[sdiy] equalizer
Johannes Öberg
johannes.oberg at gmail.com
Thu Oct 13 15:10:26 CEST 2005
In reply to cheater cheater:
>Check out Ableton Live. It's really fast and efficient. It might just
> run fine on your PC, and there's a demo, too.
Still can't touch DJS.
link? :-)
There are many brands, but
http://www.elfa.se/elfa-bin/setpage.pl?http://www.elfa.se/elfa-bin/dyndok.pl?lang=se&vat=0&dok=4317.htmis
one, part no 5638AB. (there's a polish language option there somewhere
:-) )
P&G faders are magnetic.
> Read up on http://rane.com/ttm56.html for example (they make nice,
> durable mixers!)
Now that mixer sure looks neat! What are you missing in it?

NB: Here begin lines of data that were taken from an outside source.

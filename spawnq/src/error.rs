use thiserror::Error;

/// Failure reported by an [`OrderedStore`](crate::queue::OrderedStore)
/// transport.
#[derive(Debug, Error)]
pub enum StoreError {
    /// The store could not be reached or timed out.
    #[error("ordered store unavailable: {0}")]
    Unavailable(String),
    /// The store answered with something the client could not interpret.
    #[error("ordered store protocol error: {0}")]
    Protocol(String),
}

/// Errors surfaced by [`PriorityQueue`](crate::queue::PriorityQueue).
#[derive(Debug, Error)]
pub enum QueueError {
    /// Transport failure talking to the ordered store. Retryable by the caller.
    #[error(transparent)]
    StoreUnavailable(#[from] StoreError),
    /// No entry matched the requested score range.
    #[error("no queue entry in score range [{min}, {max}]")]
    QueueEmpty { min: f64, max: f64 },
    /// A typed helper failed to encode or decode a payload.
    #[error("payload codec error: {0}")]
    Codec(#[from] serde_json::Error),
}

impl QueueError {
    /// Whether this is the expected "nothing to dequeue" outcome.
    pub fn is_empty(&self) -> bool {
        matches!(self, QueueError::QueueEmpty { .. })
    }
}

/// Errors returned by an [`Orchestrator`](crate::lifecycle::Orchestrator).
#[derive(Debug, Error)]
pub enum OrchestratorError {
    #[error("workload {0} already exists")]
    Conflict(String),
    #[error("invalid workload spec: {0}")]
    Invalid(String),
    #[error("workload {0} not found")]
    NotFound(String),
    #[error("orchestrator transport error: {0}")]
    Transport(String),
}

/// Errors returned by a [`ProxyInfoStore`](crate::persistence::ProxyInfoStore).
#[derive(Debug, Error)]
pub enum PersistenceError {
    #[error("durable store unavailable: {0}")]
    Unavailable(String),
    #[error("proxy info codec error: {0}")]
    Codec(String),
}

/// Errors surfaced by the lifecycle controller.
#[derive(Debug, Error)]
pub enum SpawnError {
    /// The orchestrator rejected the workload; no watcher was started.
    #[error("submission of workload {name} rejected")]
    Submission {
        name: String,
        #[source]
        source: OrchestratorError,
    },
    /// Deletion failed for a reason other than the workload being absent.
    #[error("teardown of workload {name} failed")]
    Teardown {
        name: String,
        #[source]
        source: OrchestratorError,
    },
    /// Writing the proxy info snapshot failed. Retry the sync.
    #[error("persisting proxy info for {id} failed")]
    Persistence {
        id: String,
        #[source]
        source: PersistenceError,
    },
    /// Neither the orchestrator nor a watcher has a status for this workload.
    #[error("no status known for workload {name}")]
    StatusUnavailable { name: String },
}

#[cfg(test)]
mod tests {
    use super::*;
    use std::error::Error as _;

    #[test]
    fn test_queue_empty_is_not_transport() {
        let err = QueueError::QueueEmpty { min: 0.0, max: 1.0 };
        assert!(err.is_empty());

        let err: QueueError = StoreError::Unavailable("reset".into()).into();
        assert!(!err.is_empty());
        assert!(err.to_string().contains("reset"));
    }

    #[test]
    fn test_spawn_error_keeps_source() {
        let err = SpawnError::Submission {
            name: "pod-abc".into(),
            source: OrchestratorError::Conflict("pod-abc".into()),
        };
        assert!(err.to_string().contains("pod-abc"));
        assert!(err.source().is_some());
    }
}
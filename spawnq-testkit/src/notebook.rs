use spawnq::*;

/// Image the fake orchestrator drives to `Running`.
pub const RUNNING_IMAGE: &str = "jupyter/minimal-notebook";
/// Image the fake orchestrator reports as unpullable.
pub const UNRESOLVABLE_IMAGE: &str = "registry.invalid/unresolvable:latest";
/// Image the fake orchestrator never reports status for.
pub const SILENT_IMAGE: &str = "registry.invalid/silent:latest";

/// Descriptor for a fresh notebook running `image`.
pub fn notebook(image: &str) -> NotebookDescriptor {
    NotebookDescriptor::from_config(
        &NotebookConfig::default(),
        NotebookId::new(),
        "testkit",
        Some(image.to_string()),
    )
}

/// Descriptor that the fake orchestrator will run to `Running`.
pub fn running_notebook() -> NotebookDescriptor {
    notebook(RUNNING_IMAGE)
}
use async_trait::async_trait;
use sqlx::postgres::PgPoolOptions;
use sqlx::{PgPool, Row};
use tracing::debug;

use crate::config::PersistenceConfig;
use crate::error::PersistenceError;
use crate::persistence::ProxyInfoStore;
use crate::workload::ProxyInfo;

/// PostgreSQL-backed proxy info store.
///
/// One row per notebook; the snapshot lives in a JSONB column and is replaced
/// by a single `INSERT .. ON CONFLICT DO UPDATE` statement.
#[derive(Debug, Clone)]
pub struct PostgresProxyInfoStore {
    pool: PgPool,
}

impl PostgresProxyInfoStore {
    pub fn new(pool: PgPool) -> Self {
        Self { pool }
    }

    /// Open a pool sized by `config`.
    pub async fn connect(config: &PersistenceConfig) -> Result<Self, PersistenceError> {
        let pool = PgPoolOptions::new()
            .max_connections(config.max_connections)
            .min_connections(config.min_connections)
            .acquire_timeout(std::time::Duration::from_secs(
                config.acquire_timeout_seconds,
            ))
            .connect(&config.connection_string)
            .await
            .map_err(unavailable)?;
        Ok(Self::new(pool))
    }

    pub fn pool(&self) -> &PgPool {
        &self.pool
    }

    /// Create the backing table if it does not exist.
    pub async fn ensure_schema(&self) -> Result<(), PersistenceError> {
        sqlx::query(
            r#"
            CREATE TABLE IF NOT EXISTS spawnq_proxy_info (
                notebook_id TEXT PRIMARY KEY,
                proxy_info JSONB NOT NULL,
                updated_at TIMESTAMPTZ NOT NULL DEFAULT NOW()
            )
            "#,
        )
        .execute(&self.pool)
        .await
        .map_err(unavailable)?;
        Ok(())
    }
}

fn unavailable(err: sqlx::Error) -> PersistenceError {
    PersistenceError::Unavailable(err.to_string())
}

#[async_trait]
impl ProxyInfoStore for PostgresProxyInfoStore {
    async fn upsert(&self, notebook_id: &str, info: &ProxyInfo) -> Result<(), PersistenceError> {
        let document =
            serde_json::to_value(info).map_err(|e| PersistenceError::Codec(e.to_string()))?;

        sqlx::query(
            r#"
            INSERT INTO spawnq_proxy_info (notebook_id, proxy_info, updated_at)
            VALUES ($1, $2, NOW())
            ON CONFLICT (notebook_id)
            DO UPDATE SET proxy_info = EXCLUDED.proxy_info,
                          updated_at = EXCLUDED.updated_at
            "#,
        )
        .bind(notebook_id)
        .bind(&document)
        .execute(&self.pool)
        .await
        .map_err(unavailable)?;

        debug!(notebook_id, phase = %info.phase, "proxy info upserted");
        Ok(())
    }

    async fn load(&self, notebook_id: &str) -> Result<Option<ProxyInfo>, PersistenceError> {
        let row = sqlx::query(
            r#"
            SELECT proxy_info
            FROM spawnq_proxy_info
            WHERE notebook_id = $1
            "#,
        )
        .bind(notebook_id)
        .fetch_optional(&self.pool)
        .await
        .map_err(unavailable)?;

        let Some(row) = row else {
            return Ok(None);
        };
        let document: serde_json::Value = row
            .try_get("proxy_info")
            .map_err(|e| PersistenceError::Codec(e.to_string()))?;
        serde_json::from_value(document)
            .map(Some)
            .map_err(|e| PersistenceError::Codec(e.to_string()))
    }
}
use async_trait::async_trait;
use chrono::{DateTime, Utc};
use serde::{Deserialize, Serialize};
use tokio::sync::broadcast;
use uuid::Uuid;

use crate::workload::WorkloadPhase;

/// Metadata envelope attached to every lifecycle event.
#[derive(Clone, Debug, Serialize, Deserialize)]
pub struct EventMeta {
    pub version: u16,
    pub correlation_id: Uuid,
    /// Workload name the event is about.
    pub workload: String,
    pub timestamp: DateTime<Utc>,
}

impl EventMeta {
    pub fn new(workload: impl Into<String>, correlation_id: Option<Uuid>) -> Self {
        Self {
            version: 1,
            correlation_id: correlation_id.unwrap_or_else(Uuid::now_v7),
            workload: workload.into(),
            timestamp: Utc::now(),
        }
    }
}

/// A workload lifecycle transition.
#[derive(Clone, Debug, Serialize, Deserialize)]
pub struct LifecycleEvent {
    pub meta: EventMeta,
    pub payload: LifecycleEventPayload,
}

impl LifecycleEvent {
    pub fn new(
        workload: impl Into<String>,
        correlation_id: Option<Uuid>,
        payload: LifecycleEventPayload,
    ) -> Self {
        Self {
            meta: EventMeta::new(workload, correlation_id),
            payload,
        }
    }
}

#[derive(Clone, Debug, PartialEq, Eq, Serialize, Deserialize)]
#[non_exhaustive]
pub enum LifecycleEventPayload {
    /// The orchestrator accepted the workload and a watcher was started.
    Submitted { notebook_id: String },
    /// A watcher saw a non-terminal status.
    Observed { phase: WorkloadPhase },
    /// A watcher saw a terminal phase and stopped.
    Terminal { phase: WorkloadPhase },
    /// A container could not pull its image; the watcher gave up.
    AbortedPending { reason: String },
    /// The watcher was cancelled before a terminal phase.
    WatchCancelled,
    /// Deletion was submitted. `existed` is false when nothing was there.
    Deleted { existed: bool },
    /// A proxy info snapshot was persisted.
    Synced { phase: WorkloadPhase },
}

/// Sink for lifecycle events.
#[async_trait]
pub trait LifecycleEventPublisher: Send + Sync {
    async fn publish(&self, event: LifecycleEvent) -> anyhow::Result<()>;
}

/// Publisher that drops every event.
#[derive(Clone, Copy, Debug, Default)]
pub struct NoopEventPublisher;

#[async_trait]
impl LifecycleEventPublisher for NoopEventPublisher {
    async fn publish(&self, _event: LifecycleEvent) -> anyhow::Result<()> {
        Ok(())
    }
}

/// In-process lifecycle event bus using a tokio broadcast channel.
///
/// Publishing never waits on subscribers. A subscriber that falls more than
/// `capacity` events behind receives `RecvError::Lagged` and skips ahead.
/// With no subscribers, events are dropped.
pub struct InProcEventBus {
    sender: broadcast::Sender<LifecycleEvent>,
    capacity: usize,
}

impl std::fmt::Debug for InProcEventBus {
    fn fmt(&self, f: &mut std::fmt::Formatter<'_>) -> std::fmt::Result {
        f.debug_struct("InProcEventBus")
            .field("capacity", &self.capacity)
            .field("subscribers", &self.sender.receiver_count())
            .finish()
    }
}

impl InProcEventBus {
    pub fn new(capacity: usize) -> Self {
        let (sender, _) = broadcast::channel(capacity.max(1));
        Self {
            sender,
            capacity: capacity.max(1),
        }
    }

    pub fn subscriber_count(&self) -> usize {
        self.sender.receiver_count()
    }

    pub fn capacity(&self) -> usize {
        self.capacity
    }

    pub fn publish_event(&self, event: LifecycleEvent) {
        let _ = self.sender.send(event);
    }

    /// Receive every event published after this call.
    pub fn subscribe(&self) -> broadcast::Receiver<LifecycleEvent> {
        self.sender.subscribe()
    }
}

#[async_trait]
impl LifecycleEventPublisher for InProcEventBus {
    async fn publish(&self, event: LifecycleEvent) -> anyhow::Result<()> {
        self.publish_event(event);
        Ok(())
    }
}

#[cfg(test)]
mod tests {
    use super::*;
    use std::time::Duration;
    use tokio::time::timeout;

    fn submitted(i: usize) -> LifecycleEvent {
        LifecycleEvent::new(
            format!("pod-{i}"),
            None,
            LifecycleEventPayload::Submitted {
                notebook_id: i.to_string(),
            },
        )
    }

    #[tokio::test]
    async fn test_event_bus_broadcast_to_multiple_subscribers() {
        let bus = InProcEventBus::new(100);
        let mut rx1 = bus.subscribe();
        let mut rx2 = bus.subscribe();

        for i in 0..5 {
            bus.publish(submitted(i)).await.unwrap();
        }

        for i in 0..5 {
            let e1 = timeout(Duration::from_millis(100), rx1.recv())
                .await
                .unwrap()
                .unwrap();
            let e2 = timeout(Duration::from_millis(100), rx2.recv())
                .await
                .unwrap()
                .unwrap();
            assert_eq!(e1.meta.workload, format!("pod-{i}"));
            assert_eq!(e2.meta.workload, format!("pod-{i}"));
        }
    }

    #[tokio::test]
    async fn test_lagged_subscriber_doesnt_block_publisher() {
        let bus = InProcEventBus::new(2);
        let mut rx = bus.subscribe();

        for i in 0..5 {
            bus.publish_event(submitted(i));
        }

        let result = timeout(Duration::from_millis(100), rx.recv()).await;
        match result.unwrap() {
            Err(broadcast::error::RecvError::Lagged(skipped)) => assert!(skipped > 0),
            Ok(_) => panic!("expected the subscriber to lag"),
            Err(broadcast::error::RecvError::Closed) => {
                panic!("Channel should not be closed");
            }
        }
    }

    #[tokio::test]
    async fn test_event_bus_debug_format() {
        let bus = InProcEventBus::new(16);
        let _rx1 = bus.subscribe();
        let _rx2 = bus.subscribe();

        let debug_str = format!("{:?}", bus);
        assert!(debug_str.contains("InProcEventBus"));
        assert!(debug_str.contains("subscribers: 2"));
        assert!(debug_str.contains("capacity: 16"));
    }

    #[test]
    fn test_event_meta_creation() {
        let correlation_id = Uuid::now_v7();
        let meta = EventMeta::new("pod-a", Some(correlation_id));
        assert_eq!(meta.version, 1);
        assert_eq!(meta.correlation_id, correlation_id);
        assert_eq!(meta.workload, "pod-a");
        assert!(meta.timestamp <= Utc::now());
    }
}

Hmm, making an EQ that doesn't sound like crap ought to be pretty
> difficult, too.
> I remember the first VST filters, they sounded like speak&spell 8)
I didn't use the early VST filters, but I have a hard time seing how a
crossover could benefit from "sound". Of course it's a totally different
thing with the good old resonant lowpass filters, but even those aren't too
difficult or CPU intensive to make sound good even in the digital domain.
Just listen to the Audiorealism Bassline. http://www.*audiorealism*.se
The delay comes from the fact that the audio has to be processed by
> the software.
Duh! :-)
Which, on a semi-complicated setup with Ableton Live,
> might take that long (even if you only use half your CPU's power...)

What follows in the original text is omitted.